Stored data entries
──────────────────────────────

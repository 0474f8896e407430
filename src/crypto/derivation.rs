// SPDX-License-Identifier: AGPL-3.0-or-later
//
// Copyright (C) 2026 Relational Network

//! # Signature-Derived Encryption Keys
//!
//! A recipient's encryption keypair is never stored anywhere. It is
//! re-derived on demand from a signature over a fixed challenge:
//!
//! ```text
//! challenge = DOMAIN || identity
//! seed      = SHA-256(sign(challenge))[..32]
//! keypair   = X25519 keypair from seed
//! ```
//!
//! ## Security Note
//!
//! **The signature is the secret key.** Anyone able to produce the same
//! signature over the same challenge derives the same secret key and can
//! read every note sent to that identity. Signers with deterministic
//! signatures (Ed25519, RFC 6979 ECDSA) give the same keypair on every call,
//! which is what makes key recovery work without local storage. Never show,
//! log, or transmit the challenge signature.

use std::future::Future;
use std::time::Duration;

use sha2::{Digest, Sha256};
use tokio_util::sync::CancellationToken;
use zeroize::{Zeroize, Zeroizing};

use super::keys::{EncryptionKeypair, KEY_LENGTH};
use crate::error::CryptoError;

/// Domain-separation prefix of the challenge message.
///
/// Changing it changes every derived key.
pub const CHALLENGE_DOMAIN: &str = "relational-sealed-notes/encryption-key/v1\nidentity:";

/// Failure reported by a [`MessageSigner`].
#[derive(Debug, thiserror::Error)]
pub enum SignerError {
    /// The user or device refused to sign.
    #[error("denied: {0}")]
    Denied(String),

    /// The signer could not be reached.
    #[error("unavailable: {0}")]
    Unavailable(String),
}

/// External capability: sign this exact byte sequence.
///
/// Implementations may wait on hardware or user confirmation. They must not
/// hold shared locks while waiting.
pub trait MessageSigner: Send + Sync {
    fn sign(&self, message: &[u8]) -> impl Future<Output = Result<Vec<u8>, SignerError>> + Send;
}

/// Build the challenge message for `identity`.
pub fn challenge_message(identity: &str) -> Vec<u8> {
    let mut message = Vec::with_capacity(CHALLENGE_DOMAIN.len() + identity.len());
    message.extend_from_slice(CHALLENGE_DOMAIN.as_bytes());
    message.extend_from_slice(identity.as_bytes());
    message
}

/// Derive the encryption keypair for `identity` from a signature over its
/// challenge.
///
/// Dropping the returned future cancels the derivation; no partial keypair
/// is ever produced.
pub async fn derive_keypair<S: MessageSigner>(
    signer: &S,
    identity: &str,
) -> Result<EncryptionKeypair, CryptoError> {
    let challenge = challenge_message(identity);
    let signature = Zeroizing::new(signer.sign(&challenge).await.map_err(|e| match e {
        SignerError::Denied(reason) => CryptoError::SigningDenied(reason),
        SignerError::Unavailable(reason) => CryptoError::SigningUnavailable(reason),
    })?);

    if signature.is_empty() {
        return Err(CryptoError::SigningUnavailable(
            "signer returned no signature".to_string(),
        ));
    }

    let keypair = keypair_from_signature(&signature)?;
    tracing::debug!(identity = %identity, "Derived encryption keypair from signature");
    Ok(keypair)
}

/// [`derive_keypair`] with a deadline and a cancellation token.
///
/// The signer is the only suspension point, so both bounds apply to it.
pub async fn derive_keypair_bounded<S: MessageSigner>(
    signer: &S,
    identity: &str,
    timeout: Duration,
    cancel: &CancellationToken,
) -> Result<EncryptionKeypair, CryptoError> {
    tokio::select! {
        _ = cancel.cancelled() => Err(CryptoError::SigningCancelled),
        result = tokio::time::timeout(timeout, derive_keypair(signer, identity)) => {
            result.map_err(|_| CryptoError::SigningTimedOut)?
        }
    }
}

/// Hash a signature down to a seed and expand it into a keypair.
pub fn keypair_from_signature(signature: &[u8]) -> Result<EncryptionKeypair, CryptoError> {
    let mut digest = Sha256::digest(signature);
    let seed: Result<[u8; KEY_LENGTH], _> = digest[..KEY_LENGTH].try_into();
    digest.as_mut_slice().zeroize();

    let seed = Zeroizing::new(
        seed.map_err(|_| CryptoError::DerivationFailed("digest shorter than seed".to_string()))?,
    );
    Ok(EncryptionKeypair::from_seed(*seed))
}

──────────────────────────────

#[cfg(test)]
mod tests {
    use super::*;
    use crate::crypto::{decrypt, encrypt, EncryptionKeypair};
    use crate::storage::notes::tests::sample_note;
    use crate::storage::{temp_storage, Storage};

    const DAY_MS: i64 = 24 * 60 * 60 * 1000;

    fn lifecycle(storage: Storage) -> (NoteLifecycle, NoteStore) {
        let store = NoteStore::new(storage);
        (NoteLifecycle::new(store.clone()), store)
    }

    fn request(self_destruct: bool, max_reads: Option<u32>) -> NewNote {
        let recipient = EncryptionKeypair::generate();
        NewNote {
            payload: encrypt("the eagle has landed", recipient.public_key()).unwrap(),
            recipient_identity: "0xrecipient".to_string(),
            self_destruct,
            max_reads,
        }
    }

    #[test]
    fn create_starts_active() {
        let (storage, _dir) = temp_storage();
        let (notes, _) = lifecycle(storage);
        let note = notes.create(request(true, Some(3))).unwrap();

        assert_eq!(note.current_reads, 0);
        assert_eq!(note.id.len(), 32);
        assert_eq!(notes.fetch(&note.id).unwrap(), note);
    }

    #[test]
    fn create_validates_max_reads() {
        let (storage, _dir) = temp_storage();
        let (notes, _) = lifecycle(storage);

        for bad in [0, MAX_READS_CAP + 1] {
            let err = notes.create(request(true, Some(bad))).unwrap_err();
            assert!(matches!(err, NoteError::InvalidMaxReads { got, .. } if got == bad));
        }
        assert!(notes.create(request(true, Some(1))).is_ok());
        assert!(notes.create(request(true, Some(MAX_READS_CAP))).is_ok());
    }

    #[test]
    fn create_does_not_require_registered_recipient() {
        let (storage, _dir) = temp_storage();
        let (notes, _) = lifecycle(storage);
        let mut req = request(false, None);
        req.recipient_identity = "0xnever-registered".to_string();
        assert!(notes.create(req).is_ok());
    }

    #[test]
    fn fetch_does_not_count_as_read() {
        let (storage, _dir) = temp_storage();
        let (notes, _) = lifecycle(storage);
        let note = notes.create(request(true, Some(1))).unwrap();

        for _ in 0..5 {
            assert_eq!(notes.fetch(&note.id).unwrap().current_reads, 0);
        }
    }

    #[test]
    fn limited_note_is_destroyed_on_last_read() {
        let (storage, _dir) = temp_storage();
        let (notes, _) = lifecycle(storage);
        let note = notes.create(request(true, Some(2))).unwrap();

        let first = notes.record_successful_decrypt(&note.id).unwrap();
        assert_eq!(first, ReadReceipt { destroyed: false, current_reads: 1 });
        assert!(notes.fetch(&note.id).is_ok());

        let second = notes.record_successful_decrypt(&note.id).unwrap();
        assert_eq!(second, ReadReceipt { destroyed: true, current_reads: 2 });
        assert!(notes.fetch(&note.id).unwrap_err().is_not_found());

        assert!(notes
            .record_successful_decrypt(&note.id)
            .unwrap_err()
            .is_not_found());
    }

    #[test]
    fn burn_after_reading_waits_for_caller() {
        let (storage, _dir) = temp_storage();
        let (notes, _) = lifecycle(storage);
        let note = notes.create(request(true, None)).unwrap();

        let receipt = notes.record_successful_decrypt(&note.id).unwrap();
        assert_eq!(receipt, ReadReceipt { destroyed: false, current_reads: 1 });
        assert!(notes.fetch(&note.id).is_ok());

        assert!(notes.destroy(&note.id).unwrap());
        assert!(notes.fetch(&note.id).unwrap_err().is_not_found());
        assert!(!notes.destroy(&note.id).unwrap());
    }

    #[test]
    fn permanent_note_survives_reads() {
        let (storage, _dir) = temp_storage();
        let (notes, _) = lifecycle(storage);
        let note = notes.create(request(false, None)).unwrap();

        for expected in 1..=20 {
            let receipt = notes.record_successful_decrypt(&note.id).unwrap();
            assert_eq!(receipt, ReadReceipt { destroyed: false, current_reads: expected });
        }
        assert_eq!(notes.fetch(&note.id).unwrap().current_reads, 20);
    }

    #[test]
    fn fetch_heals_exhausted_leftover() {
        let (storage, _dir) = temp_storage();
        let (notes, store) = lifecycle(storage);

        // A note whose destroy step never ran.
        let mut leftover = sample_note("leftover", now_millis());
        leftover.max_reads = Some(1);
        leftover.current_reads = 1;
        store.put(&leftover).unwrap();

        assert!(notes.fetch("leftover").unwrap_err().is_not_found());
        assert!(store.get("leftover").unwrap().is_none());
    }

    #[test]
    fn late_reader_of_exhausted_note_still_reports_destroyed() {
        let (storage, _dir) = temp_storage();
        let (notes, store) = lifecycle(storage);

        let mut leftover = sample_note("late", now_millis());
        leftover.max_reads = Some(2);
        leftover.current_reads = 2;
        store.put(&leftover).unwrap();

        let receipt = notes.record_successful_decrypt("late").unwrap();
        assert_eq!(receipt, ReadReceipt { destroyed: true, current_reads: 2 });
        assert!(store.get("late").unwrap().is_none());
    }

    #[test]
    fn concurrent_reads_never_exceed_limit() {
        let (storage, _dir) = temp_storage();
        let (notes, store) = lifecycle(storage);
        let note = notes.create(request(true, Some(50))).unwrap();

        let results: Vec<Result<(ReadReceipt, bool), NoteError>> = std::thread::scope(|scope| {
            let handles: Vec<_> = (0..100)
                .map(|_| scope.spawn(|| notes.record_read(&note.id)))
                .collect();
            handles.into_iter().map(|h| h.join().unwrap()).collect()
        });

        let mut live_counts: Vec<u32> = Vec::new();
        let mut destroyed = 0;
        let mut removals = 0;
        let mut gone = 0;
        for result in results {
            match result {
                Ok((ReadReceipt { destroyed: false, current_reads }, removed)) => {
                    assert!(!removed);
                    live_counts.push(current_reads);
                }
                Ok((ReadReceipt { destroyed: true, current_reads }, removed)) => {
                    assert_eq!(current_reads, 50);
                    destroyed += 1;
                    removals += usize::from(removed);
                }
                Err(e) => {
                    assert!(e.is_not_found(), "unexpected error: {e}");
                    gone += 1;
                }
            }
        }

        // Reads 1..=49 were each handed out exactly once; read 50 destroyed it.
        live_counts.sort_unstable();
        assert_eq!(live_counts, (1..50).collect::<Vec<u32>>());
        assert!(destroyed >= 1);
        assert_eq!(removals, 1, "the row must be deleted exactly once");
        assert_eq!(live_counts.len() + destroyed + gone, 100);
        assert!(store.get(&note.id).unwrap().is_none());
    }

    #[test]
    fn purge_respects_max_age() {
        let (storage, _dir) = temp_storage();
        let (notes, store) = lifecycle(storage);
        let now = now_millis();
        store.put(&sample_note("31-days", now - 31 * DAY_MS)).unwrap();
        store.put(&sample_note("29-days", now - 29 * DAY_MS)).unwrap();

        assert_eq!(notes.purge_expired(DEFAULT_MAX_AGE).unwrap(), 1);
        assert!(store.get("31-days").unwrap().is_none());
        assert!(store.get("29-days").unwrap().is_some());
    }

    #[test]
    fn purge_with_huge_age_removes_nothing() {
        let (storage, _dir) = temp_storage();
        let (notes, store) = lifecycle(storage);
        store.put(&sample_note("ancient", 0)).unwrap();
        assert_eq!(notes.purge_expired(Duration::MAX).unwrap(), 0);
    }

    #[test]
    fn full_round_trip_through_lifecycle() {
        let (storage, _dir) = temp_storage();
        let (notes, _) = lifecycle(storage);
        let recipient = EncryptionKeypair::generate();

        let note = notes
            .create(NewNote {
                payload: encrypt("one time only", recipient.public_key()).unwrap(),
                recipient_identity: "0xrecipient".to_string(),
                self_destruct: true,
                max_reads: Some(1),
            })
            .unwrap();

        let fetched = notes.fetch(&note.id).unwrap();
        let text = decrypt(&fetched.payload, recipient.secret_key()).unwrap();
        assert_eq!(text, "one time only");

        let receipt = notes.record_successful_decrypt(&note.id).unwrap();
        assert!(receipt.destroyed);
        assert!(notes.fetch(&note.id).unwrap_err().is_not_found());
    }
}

──────────────────────────────

* **TASK REQUIREMENTS**:
Taking the lines above, repeat exactly those from the line that contains "repository 0474f8896e407430" through the line that contains "Build the challenge", and both of those lines as well. Include nothing else.

* **COMPLETED TASK**:
repository 0474f8896e407430
filename src/crypto/derivation.rs
// SPDX-License-Identifier: AGPL-3.0-or-later
//
// Copyright (C) 2026 Relational Network

//! # Signature-Derived Encryption Keys
//!
//! A recipient's encryption keypair is never stored anywhere. It is
//! re-derived on demand from a signature over a fixed challenge:
//!
//! ```text
//! challenge = DOMAIN || identity
//! seed      = SHA-256(sign(challenge))[..32]
//! keypair   = X25519 keypair from seed
//! ```
//!
//! ## Security Note
//!
//! **The signature is the secret key.** Anyone able to produce the same
//! signature over the same challenge derives the same secret key and can
//! read every note sent to that identity. Signers with deterministic
//! signatures (Ed25519, RFC 6979 ECDSA) give the same keypair on every call,
//! which is what makes key recovery work without local storage. Never show,
//! log, or transmit the challenge signature.

use std::future::Future;
use std::time::Duration;

use sha2::{Digest, Sha256};
use tokio_util::sync::CancellationToken;
use zeroize::{Zeroize, Zeroizing};

use super::keys::{EncryptionKeypair, KEY_LENGTH};
use crate::error::CryptoError;

/// Domain-separation prefix of the challenge message.
///
/// Changing it changes every derived key.
pub const CHALLENGE_DOMAIN: &str = "relational-sealed-notes/encryption-key/v1\nidentity:";

/// Failure reported by a [`MessageSigner`].
#[derive(Debug, thiserror::Error)]
pub enum SignerError {
    /// The user or device refused to sign.
    #[error("denied: {0}")]
    Denied(String),

    /// The signer could not be reached.
    #[error("unavailable: {0}")]
    Unavailable(String),
}

/// External capability: sign this exact byte sequence.
///
/// Implementations may wait on hardware or user confirmation. They must not
/// hold shared locks while waiting.
pub trait MessageSigner: Send + Sync {
    fn sign(&self, message: &[u8]) -> impl Future<Output = Result<Vec<u8>, SignerError>> + Send;
}

/// Build the challenge message for `identity`.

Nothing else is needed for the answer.